--- Data shown Enclosed Below ---
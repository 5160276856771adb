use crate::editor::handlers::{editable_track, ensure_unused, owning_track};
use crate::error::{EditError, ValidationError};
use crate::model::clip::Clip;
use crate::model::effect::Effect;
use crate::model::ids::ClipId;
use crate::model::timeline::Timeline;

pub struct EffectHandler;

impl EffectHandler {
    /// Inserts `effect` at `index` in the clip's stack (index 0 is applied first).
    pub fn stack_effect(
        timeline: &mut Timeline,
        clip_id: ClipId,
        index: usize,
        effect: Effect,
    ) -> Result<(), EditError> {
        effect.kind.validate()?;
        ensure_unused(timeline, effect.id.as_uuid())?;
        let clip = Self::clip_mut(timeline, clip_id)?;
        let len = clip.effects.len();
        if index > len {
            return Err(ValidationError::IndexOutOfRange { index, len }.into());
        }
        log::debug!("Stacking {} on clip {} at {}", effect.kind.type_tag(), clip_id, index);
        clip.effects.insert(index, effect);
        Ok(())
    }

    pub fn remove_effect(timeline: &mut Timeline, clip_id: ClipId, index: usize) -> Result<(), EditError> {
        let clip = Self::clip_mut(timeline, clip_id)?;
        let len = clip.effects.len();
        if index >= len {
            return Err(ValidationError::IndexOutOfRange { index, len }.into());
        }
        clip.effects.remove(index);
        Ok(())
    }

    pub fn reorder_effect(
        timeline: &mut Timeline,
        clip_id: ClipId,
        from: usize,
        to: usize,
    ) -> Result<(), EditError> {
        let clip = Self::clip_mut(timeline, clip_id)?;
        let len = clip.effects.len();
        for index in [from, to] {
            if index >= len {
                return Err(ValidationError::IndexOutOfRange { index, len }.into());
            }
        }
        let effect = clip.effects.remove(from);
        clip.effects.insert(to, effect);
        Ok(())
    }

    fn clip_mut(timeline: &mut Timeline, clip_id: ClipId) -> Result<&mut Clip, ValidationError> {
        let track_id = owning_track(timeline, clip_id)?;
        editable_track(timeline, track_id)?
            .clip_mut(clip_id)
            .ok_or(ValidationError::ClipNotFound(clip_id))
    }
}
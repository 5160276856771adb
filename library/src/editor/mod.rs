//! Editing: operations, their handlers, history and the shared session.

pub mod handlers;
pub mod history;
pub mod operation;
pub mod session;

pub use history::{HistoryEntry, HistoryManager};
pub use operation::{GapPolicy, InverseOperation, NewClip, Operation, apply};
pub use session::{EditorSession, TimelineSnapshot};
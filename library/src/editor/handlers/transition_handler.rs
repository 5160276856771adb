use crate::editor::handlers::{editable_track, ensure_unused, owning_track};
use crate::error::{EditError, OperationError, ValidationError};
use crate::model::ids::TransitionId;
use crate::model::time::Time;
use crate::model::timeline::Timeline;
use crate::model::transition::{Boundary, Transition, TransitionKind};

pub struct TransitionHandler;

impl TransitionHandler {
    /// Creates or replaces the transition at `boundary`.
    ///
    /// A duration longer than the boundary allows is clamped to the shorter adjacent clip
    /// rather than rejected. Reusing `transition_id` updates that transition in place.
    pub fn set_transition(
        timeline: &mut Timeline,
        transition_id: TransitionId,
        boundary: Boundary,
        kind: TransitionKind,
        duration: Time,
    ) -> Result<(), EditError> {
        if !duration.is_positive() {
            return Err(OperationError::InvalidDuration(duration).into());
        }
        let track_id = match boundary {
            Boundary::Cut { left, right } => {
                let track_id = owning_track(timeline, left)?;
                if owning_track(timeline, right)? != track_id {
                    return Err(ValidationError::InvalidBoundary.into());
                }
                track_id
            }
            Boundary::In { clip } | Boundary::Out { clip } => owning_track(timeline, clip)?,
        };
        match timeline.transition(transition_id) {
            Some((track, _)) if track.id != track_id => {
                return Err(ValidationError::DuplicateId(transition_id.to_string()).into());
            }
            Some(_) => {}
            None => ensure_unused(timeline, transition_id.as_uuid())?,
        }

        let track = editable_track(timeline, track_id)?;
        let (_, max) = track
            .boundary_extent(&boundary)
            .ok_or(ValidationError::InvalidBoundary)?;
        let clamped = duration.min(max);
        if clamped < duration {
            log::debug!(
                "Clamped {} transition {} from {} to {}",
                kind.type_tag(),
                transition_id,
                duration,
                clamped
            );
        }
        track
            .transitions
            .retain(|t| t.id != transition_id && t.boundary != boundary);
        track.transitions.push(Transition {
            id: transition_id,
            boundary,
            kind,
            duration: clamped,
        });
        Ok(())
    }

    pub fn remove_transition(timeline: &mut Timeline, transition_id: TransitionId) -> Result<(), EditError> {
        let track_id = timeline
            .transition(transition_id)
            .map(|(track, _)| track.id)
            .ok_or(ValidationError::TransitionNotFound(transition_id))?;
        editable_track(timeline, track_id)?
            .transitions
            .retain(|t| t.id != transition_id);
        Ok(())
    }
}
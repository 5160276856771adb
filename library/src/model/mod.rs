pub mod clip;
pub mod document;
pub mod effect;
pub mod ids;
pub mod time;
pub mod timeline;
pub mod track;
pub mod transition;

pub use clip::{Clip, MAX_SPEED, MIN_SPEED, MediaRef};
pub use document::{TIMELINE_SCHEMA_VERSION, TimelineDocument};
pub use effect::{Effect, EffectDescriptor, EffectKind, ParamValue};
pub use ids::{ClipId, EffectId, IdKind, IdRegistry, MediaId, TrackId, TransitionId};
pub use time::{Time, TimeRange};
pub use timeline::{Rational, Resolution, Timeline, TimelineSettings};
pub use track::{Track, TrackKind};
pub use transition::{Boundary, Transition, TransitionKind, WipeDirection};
--- End of Enclosed Data shown ---
### [Description of the task]
Look through the data above and return exactly the lines from the one that contains "if index > len" to the one that contains "clip.effects.insert(index, effect);", inclusive, with nothing else.

### [Output]
        if index > len {
            return Err(ValidationError::IndexOutOfRange { index, len }.into());
        }
        log::debug!("Stacking {} on clip {} at {}", effect.kind.type_tag(), clip_id, index);
        clip.effects.insert(index, effect);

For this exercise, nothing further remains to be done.